Para compensar as tentativas frustradas, a primeira conquista da modelo ocorreu em 2020 e proporcionou a classificação no Miss International Queen. O concurso, que ficou paralisado durante dois anos por causa da pandemia, voltou a acontecer neste ano e oferece um prêmio de THB 450.000, que equivale a R$ 67.500 - cotação de 24 de junho- além de um troféu e parcerias VIPs.
“Eu sempre tive o sonho de estar nesse lugar, mas pra uma pessoa que não tem muitos recursos financeiros, que saiu da periferia, a gente acaba achando que esse sonho nunca vai deixar de ser sonho, sabe? E quando foi chegando cada vez mais perto de eu conseguir concretizar esse sonho, eu ficava: caramba, não é possível que eu vou estar lá depois de tanto tempo que eu sonhei, de tanto que eu me empenhei, de tanto que eu acreditei”, relata Eloá.
Há dez dias vivendo a experiência da disputa por uma coroa mundial que representa as mulheres trans, a participação de Eloá no concurso repercutiu na imprensa nacional após ela desfilar vestida de Nossa Senhora Aparecida em uma das etapas da competição. De acordo com a modelo, a vestimenta da padroeira do Brasil foi utilizada no desfile de traje típico oficial e já tinha sido escolhida antes mesmo de ela ser oficialmente eleita para participar do Miss International Queen.
“Eu tinha em mente que queria levar algo que representasse o Brasil de alguma forma e que as pessoas que estivessem assistindo se conectassem automaticamente, sem muita explicação. Quando fui eleita, sentei com a organização do concurso e coloquei pra eles que eu tinha esse sonho, eles compraram a ideia na hora, porém, tinha essa questão de muitas pessoas, principalmente religiosos, não entenderem esse lugar, porque eu li alguns comentários dizendo que eu estava sexualizando a santa. Na verdade, eu sou devota de Nossa Senhora”, comenta a miss.

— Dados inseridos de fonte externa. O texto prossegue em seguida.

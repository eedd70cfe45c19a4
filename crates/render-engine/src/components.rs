//! Shared HTML section builders used by every skin.
//!
//! All user-supplied text passes through [`escape_html`] here, so skins can
//! concatenate sections without re-checking.

use shared_types::{GeneratedContent, Property};

use crate::deeplink::whatsapp_link;
use crate::escape::{escape_html, format_price};
use crate::PageData;

/// Branding colours are interpolated into CSS; anything that is not a plain
/// hex colour falls back to a neutral default.
pub fn safe_color(hex: &str, default: &'static str) -> String {
    let trimmed = hex.trim();
    let valid = trimmed.starts_with('#')
        && matches!(trimmed.len(), 4 | 7 | 9)
        && trimmed[1..].chars().all(|c| c.is_ascii_hexdigit());
    if valid {
        trimmed.to_string()
    } else {
        default.to_string()
    }
}

/// `<head>` with SEO metadata and the skin's stylesheet.
pub fn head(data: &PageData, css: &str) -> String {
    let seo = &data.content.seo;
    let keywords = seo
        .keywords
        .iter()
        .map(|k| escape_html(k))
        .collect::<Vec<_>>()
        .join(", ");
    format!(
        "<head>\n<meta charset=\"utf-8\" />\n\
         <meta name=\"viewport\" content=\"width=device-width, initial-scale=1\" />\n\
         <title>{}</title>\n\
         <meta name=\"description\" content=\"{}\" />\n\
         <meta name=\"keywords\" content=\"{}\" />\n\
         <style>{}</style>\n</head>",
        escape_html(&seo.title),
        escape_html(&seo.description),
        keywords,
        css,
    )
}

pub fn hero(data: &PageData) -> String {
    let hero = &data.content.hero;
    let cta = whatsapp_link(
        data.agent.whatsapp_number(),
        &format!("Hi {}, I found your page and would like to chat.", data.agent.name),
    );
    format!(
        "<section class=\"hero\">\n<h1>{}</h1>\n<p class=\"sub\">{}</p>\n\
         <a class=\"cta\" href=\"{}\">{}</a>\n</section>",
        escape_html(&hero.headline),
        escape_html(&hero.subheadline),
        cta,
        escape_html(&hero.cta_text),
    )
}

pub fn about(data: &PageData) -> String {
    let about = &data.content.about;
    let achievements = about
        .achievements
        .iter()
        .map(|a| format!("<li>{}</li>", escape_html(a)))
        .collect::<Vec<_>>()
        .join("\n");
    let reasons = about
        .reasons_to_choose
        .iter()
        .map(|r| format!("<li>{}</li>", escape_html(r)))
        .collect::<Vec<_>>()
        .join("\n");
    let photo = data
        .agent
        .photo_url
        .as_deref()
        .map(|url| format!("<img class=\"portrait\" src=\"{}\" alt=\"Agent photo\" />", escape_html(url)))
        .unwrap_or_default();
    format!(
        "<section class=\"about\">\n<h2>About {}</h2>\n{}\n<p>{}</p>\n\
         <h3>Track record</h3>\n<ul>{}</ul>\n\
         <h3>Why work with me</h3>\n<ul>{}</ul>\n</section>",
        escape_html(&data.agent.name),
        photo,
        escape_html(&about.bio),
        achievements,
        reasons,
    )
}

pub fn services(content: &GeneratedContent) -> String {
    let cards = content
        .services
        .iter()
        .map(|s| {
            format!(
                "<div class=\"card service\" data-icon=\"{}\">\n<h3>{}</h3>\n<p>{}</p>\n</div>",
                escape_html(&s.icon),
                escape_html(&s.title),
                escape_html(&s.description),
            )
        })
        .collect::<Vec<_>>()
        .join("\n");
    format!("<section class=\"services\">\n<h2>Services</h2>\n{}\n</section>", cards)
}

fn property_card(property: &Property, data: &PageData) -> String {
    let photo = property
        .photo_urls
        .first()
        .map(|url| format!("<img src=\"{}\" alt=\"Property photo\" />", escape_html(url)))
        .unwrap_or_default();
    let phone = property.contact_phone(&data.agent.phone);
    let enquiry = whatsapp_link(
        phone,
        &format!("Hi, I'm interested in {}", property.title),
    );
    format!(
        "<div class=\"card listing\">\n{}\n<h3>{}</h3>\n\
         <p class=\"price\">{}</p>\n\
         <p class=\"meta\">{} · {} bed · {} bath · {} sqft</p>\n\
         <p class=\"location\">{}</p>\n<p>{}</p>\n\
         <a class=\"enquire\" href=\"{}\">Enquire on WhatsApp</a>\n</div>",
        photo,
        escape_html(&property.title),
        format_price(property.price),
        property.property_type.label(),
        property.bedrooms,
        property.bathrooms,
        property.floor_area_sqft,
        escape_html(&property.location),
        escape_html(&property.description),
        enquiry,
    )
}

pub fn properties(data: &PageData) -> String {
    if data.properties.is_empty() {
        return String::new();
    }
    let cards = data
        .properties
        .iter()
        .map(|p| property_card(p, data))
        .collect::<Vec<_>>()
        .join("\n");
    format!(
        "<section class=\"listings\">\n<h2>Featured Listings</h2>\n{}\n</section>",
        cards
    )
}

pub fn testimonials(content: &GeneratedContent) -> String {
    let items = content
        .testimonials
        .iter()
        .map(|t| {
            let rating = t.rating.clamp(1, 5) as usize;
            let stars = "★".repeat(rating) + &"☆".repeat(5 - rating);
            format!(
                "<blockquote class=\"testimonial\">\n<p>{}</p>\n\
                 <footer><span class=\"stars\">{}</span> {} — {}</footer>\n</blockquote>",
                escape_html(&t.text),
                stars,
                escape_html(&t.name),
                escape_html(&t.property_type),
            )
        })
        .collect::<Vec<_>>()
        .join("\n");
    format!(
        "<section class=\"testimonials\">\n<h2>What Clients Say</h2>\n{}\n</section>",
        items
    )
}

pub fn contact(data: &PageData) -> String {
    let agent = data.agent;
    let wa = whatsapp_link(
        agent.whatsapp_number(),
        &format!("Hi {}, I'd like to enquire about a property.", agent.name),
    );
    format!(
        "<section class=\"contact\">\n<h2>Contact</h2>\n\
         <p>{} · {} · {}</p>\n\
         <p><a href=\"tel:{}\">{}</a> · <a href=\"mailto:{}\">{}</a></p>\n\
         <a class=\"cta\" href=\"{}\">Chat on WhatsApp</a>\n</section>",
        escape_html(&agent.name),
        escape_html(&agent.agency),
        escape_html(&agent.ren_number),
        escape_html(&agent.phone),
        escape_html(&agent.phone),
        escape_html(&agent.email),
        escape_html(&agent.email),
        wa,
    )
}

pub fn footer(data: &PageData) -> String {
    format!(
        "<footer class=\"page-footer\">\n<p>{} · {}</p>\n</footer>",
        escape_html(&data.agent.agency),
        escape_html(&data.agent.ren_number),
    )
}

Apesar das críticas, Eloá diz que não levou os comentários em consideração, pois não teve a intenção de utilizar o traje de maneira depreciativa, e sim como uma homenagem. “O resultado é que saiu em vários lugares e a grande maioria das pessoas tem entendido o recado que eu quis passar, de que uma pessoa preta, uma pessoa trans pode sim usar referências religiosas e não de forma pejorativa, depreciativa. Então eu estou muito tranquila, muito feliz que a grande maioria pessoas conseguiram entender a mensagem que eu quis passar”, comemora a modelo.
Realizações e desafios
Maior concurso de beleza para pessoas trans do mundo, Eloá conta que o Miss International Queen é composto por diversas etapas com provas preliminares que são realizadas até o dia da grande final. Durante o concurso, as modelos ficam confinadas cumprindo o calendário da competição, dividindo-se entre testes e entrevistas para veículos de imprensa do país.
Na Tailândia, a modelo diz que está vivendo a experiência de se sentir uma celebridade. “Em todo lugar que nós vamos, seja público ou privado, as pessoas querem parar para tirar fotos, conversar e perguntar como é a nossa existência no nosso país. Então, isso realmente é uma experiência fantástica que eu vou levar para o resto da minha vida, porque aqui eu sou literalmente uma celebridade e, principalmente, sendo uma mulher preta, careca, que saí de um país onde a taxa de execução de pessoas trans é a maior do mundo”.
Apesar da realidade vivida no concurso, Eloá conta que as oportunidades para pessoas trans no Brasil ainda não alcançaram um patamar ideal. Segundo ela, o país tem um cenário muito complicado e desafiador para pessoas transexuais que querem viver de arte. “Sendo uma pessoa trans e negra, realmente muitas portas foram fechadas simplesmente por eu ser quem eu sou, óbvio que tem uma movimentação sendo feita, tem lugares sendo construídos e pensados para a minha existência, mas infelizmente ainda tem essa questão do preconceito, a questão da barreira, da porta fechada”, finaliza.